Archive for March, 2012

Villainous Villainy

March 18th, 2012 by Susie

The other day, I started listening to an audiobook of a highly regarded scifi classic.  I was enjoying it, the world building was interesting and the characters were compelling.  Until I got to the chapter introducing the villains.  They couldn’t have been more one dimensional if they’d tied their victims to railroad tracks while twirling their mustaches and laughing maniacally.

I bring this up not to malign a well beloved book (I’m not going to name the book, since it has a devoted fan base and I don’t want them to come after me.  Besides I’m not that far in, they could get more complex later, I don’t want to judge too early), but because I fear crafting well rounded villains is one of my biggest weaknesses as a writer.  I ended up getting into a fascinating discussion on a messages board for writers about what makes a well written villain.

Everyone had a different answer, but a few things came up most often.  Motivation, a compelling villain should do their villainous deeds for clear reasons, other than they’re EVIL, and or because the writer needs them to do it to move the plot along.  Villains that think of themselves as the hero of the story, was also mentioned.  Though others said they enjoyed a villain that enjoys being evil.

It got me thinking about the villains that stand out for me, the villains that I’ll never forget.  So me being me, I made a list!

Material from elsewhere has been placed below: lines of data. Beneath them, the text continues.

use crate::{
    app_lib::json::{optional_string_or_number, string_or_number},
    features::auth::role::Role,
};
use serde::{Deserialize, Serialize};

/// Minimum password length accepted by the register form.
pub const MIN_PASSWORD_LEN: usize = 8;

/// The signed-in account as returned by `GET /user`. Only `role` matters to
/// access control; the rest is display data and is decoded leniently so an odd
/// profile field never fails the lookup.
#[derive(Clone, Debug, PartialEq, Eq, Deserialize)]
pub struct CurrentUser {
    #[serde(rename = "_id", alias = "id", default, deserialize_with = "string_or_number")]
    pub id: String,
    #[serde(default, deserialize_with = "string_or_number")]
    pub name: String,
    pub role: Role,
    #[serde(default, deserialize_with = "optional_string_or_number")]
    pub email: Option<String>,
    #[serde(default, deserialize_with = "optional_string_or_number")]
    pub phone_number: Option<String>,
    #[serde(default, deserialize_with = "optional_string_or_number")]
    pub blood_type: Option<String>,
    #[serde(default, deserialize_with = "optional_string_or_number")]
    pub address: Option<String>,
    #[serde(default, deserialize_with = "optional_string_or_number")]
    pub status: Option<String>,
}

impl CurrentUser {
    /// First letter of the name for avatar bubbles.
    pub fn initial(&self) -> String {
        self.name
            .trim()
            .chars()
            .next()
            .map(|letter| letter.to_uppercase().collect())
            .unwrap_or_else(|| "?".to_string())
    }
}

#[derive(Clone, Debug, Serialize)]
pub struct LoginRequest {
    pub email: String,
    pub password: String,
}

#[derive(Clone, Debug, Default, Serialize)]
pub struct RegisterRequest {
    pub name: String,
    pub email: String,
    pub phone_number: String,
    pub date_of_birth: String,
    pub gender: String,
    pub blood_type: String,
    pub address: String,
    pub last_donation_date: String,
    pub password: String,
}

/// Response of `POST /login` and `POST /register`.
#[derive(Clone, Debug, Deserialize)]
pub struct AuthResponse {
    pub token: String,
    #[serde(default)]
    pub user: Option<CurrentUser>,
}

1) Scorpius from Farscape, both the television series and comics. 
Scorpi has a lot going for him as far as villainy.  He is the product of a interspecies rape.  Tortured for being an abomination by his father’s species, his incompatible DNA made him weak and in constant unbearable pain.  He learns to overcome his weaknesses, and tolerate the pain, with one goal in mind, destroying the species that made his life hell.  And he’ll do anything to accomplish it.  Clear motivation, check.
He also sees himself as the hero of the story, ridding the universe of the violent, oppressive Scarrans.  Yet he also obviously relishes his scheming and backstabbing.  To top it all off he has one of the scariest appearances ever put on screen, an emaciated corpse like body clad in S&M style leather, made all the more creepy by his patrician accent.

2) Pobadiah Unkshuss from Moonshadow.

I don’t know how many people will have heard of him, or the comic he appears in, but he is one of the most memorable villains of all time for me.  His full title is the Pious Rabbi Pobadiah Unkshuss.  Though he calls himself a rabbi and wears the robes of a Cardinal, it’s all an act to make him appear powerful and respectable.  Looking like a cross between the Grinch and a lizard, everything about him oozes evil, and I was screaming for him to get his comeuppance.

3) Bellatrix Lestrange from Harry Potter.


Bellatrix came up a lot in the discussion.  She’s just crazy, and a zealot, and scary as all get out.

4) Iago from Othello.


He taps into everyone’s fear that someone close to you might be secretly out to get you.  He is the ultimate manipulator.  He manages to get his enemy to kill his innocent wife and then himself, all while keeping his own hands clean.  And why?  Because the guy got the promotion he wanted.  In other words, Iago is slightly disappointed, cue utter decimation of rival.  That is a bad dude.
(By the way, murder is not an okay response to adultery, real or faked.  Ahem–Othello.)

5) Vizzini from the Princess Bride.


Never go against a Scillian when death is on the line!  Nuff said.

6) Jack Chili from the Bones of the Moon.
If very few people will have heard of Pobadiah, almost no one will have heard of Jack Chili, the main antagonist of one of my favorite books.  Of all the names on this list, he is the one that gives me nightmares.  He is basically a boogie man, hunting the protagonist, Cullen, in her dreams. There is no real explanation for why he is after her, and he has the power to do or be anything.  That sounds like a pretty flat, cliched character, but the execution is terrifying.  He is literally inside her head, and can access everything she is afraid of.  I’m really scared of Jack Chili, you guys.

7) The Joker, from Batman.


Clowns are scary anyway, but make one violent, unpredictable, and psychotic, and you’ve got one of the most iconic villains of all time.

Honorable mentions form the board: Maleficent, Darth Vader, Voldemort, and the Captain from Pan’s Labyrinth.

So who makes you want to hide under the covers?